Germany’s drink culture is distinctive and regional — the country that gave the world Riesling, invented Pilsner (technically in Bohemia, but the German brewing tradition encompasses it), and insists on Mineralwasser at every meal has a relationship with beverages worth understanding.
Beer: More Than Munich
Germany has over 1,300 breweries producing over 5,000 beer styles — more than any country in the world.
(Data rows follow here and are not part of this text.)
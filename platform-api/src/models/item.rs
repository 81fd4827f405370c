//! Item input validation

use super::ValidationError;

/// Matches the VARCHAR(255) `name` column
pub const MAX_ITEM_NAME_LEN: usize = 255;

/// Validated item name: non-empty, at most 255 characters
#[derive(Debug, Clone, PartialEq, Eq)]
pub struct ItemName(String);

impl ItemName {
    /// Create a new item name.
    ///
    /// # Example
    /// ```
    /// use platform_api::models::ItemName;
    ///
    /// assert!(ItemName::new("widget").is_ok());
    /// assert!(ItemName::new("").is_err());
    /// ```
    pub fn new(s: impl Into<String>) -> Result<Self, ValidationError> {
        let s = s.into();
        if s.is_empty() {
            return Err(ValidationError::Empty { field: "name" });
        }

        if s.chars().count() > MAX_ITEM_NAME_LEN {
            return Err(ValidationError::TooLong {
                field: "name",
                max: MAX_ITEM_NAME_LEN,
            });
        }

        Ok(Self(s))
    }

    /// Skip validation, so tests can exercise store-side constraints.
    #[cfg(test)]
    pub(crate) fn new_unchecked(s: impl Into<String>) -> Self {
        Self(s.into())
    }

    pub fn as_str(&self) -> &str {
        &self.0
    }

    pub fn into_string(self) -> String {
        self.0
    }
}

impl AsRef<str> for ItemName {
    fn as_ref(&self) -> &str {
        &self.0
    }
}

/// A validated item ready for insertion
#[derive(Debug, Clone, PartialEq, Eq)]
pub struct NewItem {
    pub name: ItemName,
    pub description: Option<String>,
}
Munich’s Oktoberfest Märzen, Cologne’s Kölsch (served in 0.2L glasses, topped up continuously by a Köbes — the waiter who replaces your glass without being asked), Düsseldorf’s Altbier (amber, malty, served from a barrel), and Berlin’s Berliner Weisse (wheat beer with raspberry or woodruff syrup) are all regionally specific styles that Germans take seriously. Cologne natives will not drink Altbier; Düsseldorfers reciprocate. The beer culture in Germany is community and place-specific in a way that generic beer culture elsewhere is not.
Wine: The Under-Known Story
Germany is the fourth-largest wine producing country in Europe, with wine regions across Baden-Württemberg, Rhineland-Palatinate, Hesse, and Bavaria. German Riesling (Mosel, Rheingau, Pfalz, Nahe) is widely acknowledged as the world’s finest Riesling; the finest bottles are among the most age-worthy white wines on earth. The stereotype that German wine is sweet is inaccurate — the vast majority of German wine is now dry (trocken) or off-dry (halbtrocken), with the Kabinett and Spätlese quality designations producing some of the most elegant food wines available.
Water: The Mineral Water Culture
Germans drink an extraordinary amount of mineral water — Germany is among the top 5 mineral water consuming countries in the world per capita. Sparkling water (mit Kohlensäure) is the default; still water (still or ohne Kohlensäure) must be explicitly requested. German tap water is safe and excellent quality (better than most bottled water), but many Germans prefer bottled mineral water for its mineral content and carbonation. The German habit of drinking sparkling mineral water with meals — rather than juice, soft drinks, or alcohol — is notably healthy by global comparison.